##### Records supplied #####
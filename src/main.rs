//! playlist-hub - social playlist discovery
//!
//! Searches and browses the provider's catalog, keeps linked user accounts'
//! tokens fresh, and ranks locally saved playlists.

mod api;
mod auth;
mod config;
mod models;
mod store;

use anyhow::Result;
use clap::{Parser, Subcommand};
use tracing_subscriber::{layer::SubscriberExt, util::SubscriberInitExt};

#[derive(Parser)]
#[command(name = "playlist-hub")]
#[command(about = "Discover, save, and rank playlists", long_about = None)]
struct Cli {
    #[command(subcommand)]
    command: Commands,

    /// Enable verbose logging
    #[arg(short, long, global = true)]
    verbose: bool,

    /// Print results as JSON
    #[arg(long, global = true)]
    json: bool,
}

#[derive(Subcommand)]
enum Commands {
    /// Link a provider account to a user
    Connect {
        /// Local user ID
        #[arg(short, long)]
        user: String,

        /// Access token from the authorization flow
        #[arg(long)]
        access_token: String,

        /// Refresh token from the authorization flow
        #[arg(long)]
        refresh_token: Option<String>,

        /// Access token lifetime in seconds
        #[arg(long)]
        expires_in: Option<u64>,
    },

    /// Remove a user's linked account
    Disconnect {
        #[arg(short, long)]
        user: String,
    },

    /// Check a user's token, refreshing it if expired
    Token {
        #[arg(short, long)]
        user: String,
    },

    /// Search playlists
    Search {
        query: String,

        /// Maximum number of playlists to show
        #[arg(short, long, default_value = "20")]
        limit: usize,
    },

    /// Show a playlist and its tracks
    Playlist {
        id: String,

        /// Act as this user when connected
        #[arg(short, long)]
        user: Option<String>,
    },

    /// List a playlist's tracks
    Tracks {
        id: String,

        #[arg(short, long, default_value = "50")]
        limit: usize,

        /// Act as this user when connected
        #[arg(short, long)]
        user: Option<String>,
    },

    /// List a connected user's own playlists
    MyPlaylists {
        #[arg(short, long)]
        user: String,

        #[arg(short, long, default_value = "50")]
        limit: usize,
    },

    /// Featured playlists
    Featured {
        #[arg(short, long, default_value = "20")]
        limit: usize,
    },

    /// List browse categories
    Categories {
        #[arg(short, long, default_value = "20")]
        limit: usize,
    },

    /// Playlists for a browse category
    Category {
        /// Category ID (from `categories` output)
        id: String,

        #[arg(short, long, default_value = "20")]
        limit: usize,
    },

    /// Save a playlist, or unsave it if already saved
    Save {
        /// Playlist ID
        id: String,

        #[arg(short, long)]
        user: String,

        /// Category to file the playlist under
        #[arg(short, long)]
        category: Option<String>,
    },

    /// Most-saved playlists
    Popular {
        /// Only playlists saved under this category
        #[arg(short, long)]
        category: Option<String>,

        #[arg(short, long, default_value = "20")]
        limit: usize,
    },
}

#[tokio::main]
async fn main() -> Result<()> {
    let cli = Cli::parse();

    // Initialize logging
    let filter = if cli.verbose { "debug" } else { "info" };
    tracing_subscriber::registry()
        .with(
            tracing_subscriber::EnvFilter::try_from_default_env().unwrap_or_else(|_| filter.into()),
        )
        .with(tracing_subscriber::fmt::layer().with_target(false))
        .init();

    if let Commands::Categories { limit } = cli.command {
        return api::list_categories(limit, cli.json);
    }

    let ctx = api::Context::load(cli.json)?;

    match cli.command {
        Commands::Connect {
            user,
            access_token,
            refresh_token,
            expires_in,
        } => {
            api::connect(
                &ctx,
                &user,
                &access_token,
                refresh_token.as_deref(),
                expires_in,
            )?;
        }
        Commands::Disconnect { user } => {
            api::disconnect(&ctx, &user)?;
        }
        Commands::Token { user } => {
            api::token_status(&ctx, &user).await?;
        }
        Commands::Search { query, limit } => {
            tracing::info!("Searching playlists...");
            api::search(&ctx, &query, limit).await?;
        }
        Commands::Playlist { id, user } => {
            api::show_playlist(&ctx, &id, user.as_deref()).await?;
        }
        Commands::Tracks { id, limit, user } => {
            api::list_tracks(&ctx, &id, limit, user.as_deref()).await?;
        }
        Commands::MyPlaylists { user, limit } => {
            api::my_playlists(&ctx, &user, limit).await?;
        }
        Commands::Featured { limit } => {
            tracing::info!("Fetching featured playlists...");
            api::featured(&ctx, limit).await?;
        }
        Commands::Categories { .. } => {}
        Commands::Category { id, limit } => {
            api::category(&ctx, &id, limit).await?;
        }
        Commands::Save { id, user, category } => {
            api::toggle_save(&ctx, &user, &id, category).await?;
        }
        Commands::Popular { category, limit } => {
            api::popular(&ctx, category.as_deref(), limit)?;
        }
    }

    Ok(())
}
#####
**What is needed**
In the entries above, find the line with "playlists to show" and the line with "let cli = Cli::parse();", then set down exactly those two and every line between them, nothing else.

**Answer to the problem**
        /// Maximum number of playlists to show
        #[arg(short, long, default_value = "20")]
        limit: usize,
    },

    /// Show a playlist and its tracks
    Playlist {
        id: String,

        /// Act as this user when connected
        #[arg(short, long)]
        user: Option<String>,
    },

    /// List a playlist's tracks
    Tracks {
        id: String,

        #[arg(short, long, default_value = "50")]
        limit: usize,

        /// Act as this user when connected
        #[arg(short, long)]
        user: Option<String>,
    },

    /// List a connected user's own playlists
    MyPlaylists {
        #[arg(short, long)]
        user: String,

        #[arg(short, long, default_value = "50")]
        limit: usize,
    },

    /// Featured playlists
    Featured {
        #[arg(short, long, default_value = "20")]
        limit: usize,
    },

    /// List browse categories
    Categories {
        #[arg(short, long, default_value = "20")]
        limit: usize,
    },

    /// Playlists for a browse category
    Category {
        /// Category ID (from `categories` output)
        id: String,

        #[arg(short, long, default_value = "20")]
        limit: usize,
    },

    /// Save a playlist, or unsave it if already saved
    Save {
        /// Playlist ID
        id: String,

        #[arg(short, long)]
        user: String,

        /// Category to file the playlist under
        #[arg(short, long)]
        category: Option<String>,
    },

    /// Most-saved playlists
    Popular {
        /// Only playlists saved under this category
        #[arg(short, long)]
        category: Option<String>,

        #[arg(short, long, default_value = "20")]
        limit: usize,
    },
}

#[tokio::main]
async fn main() -> Result<()> {
    let cli = Cli::parse();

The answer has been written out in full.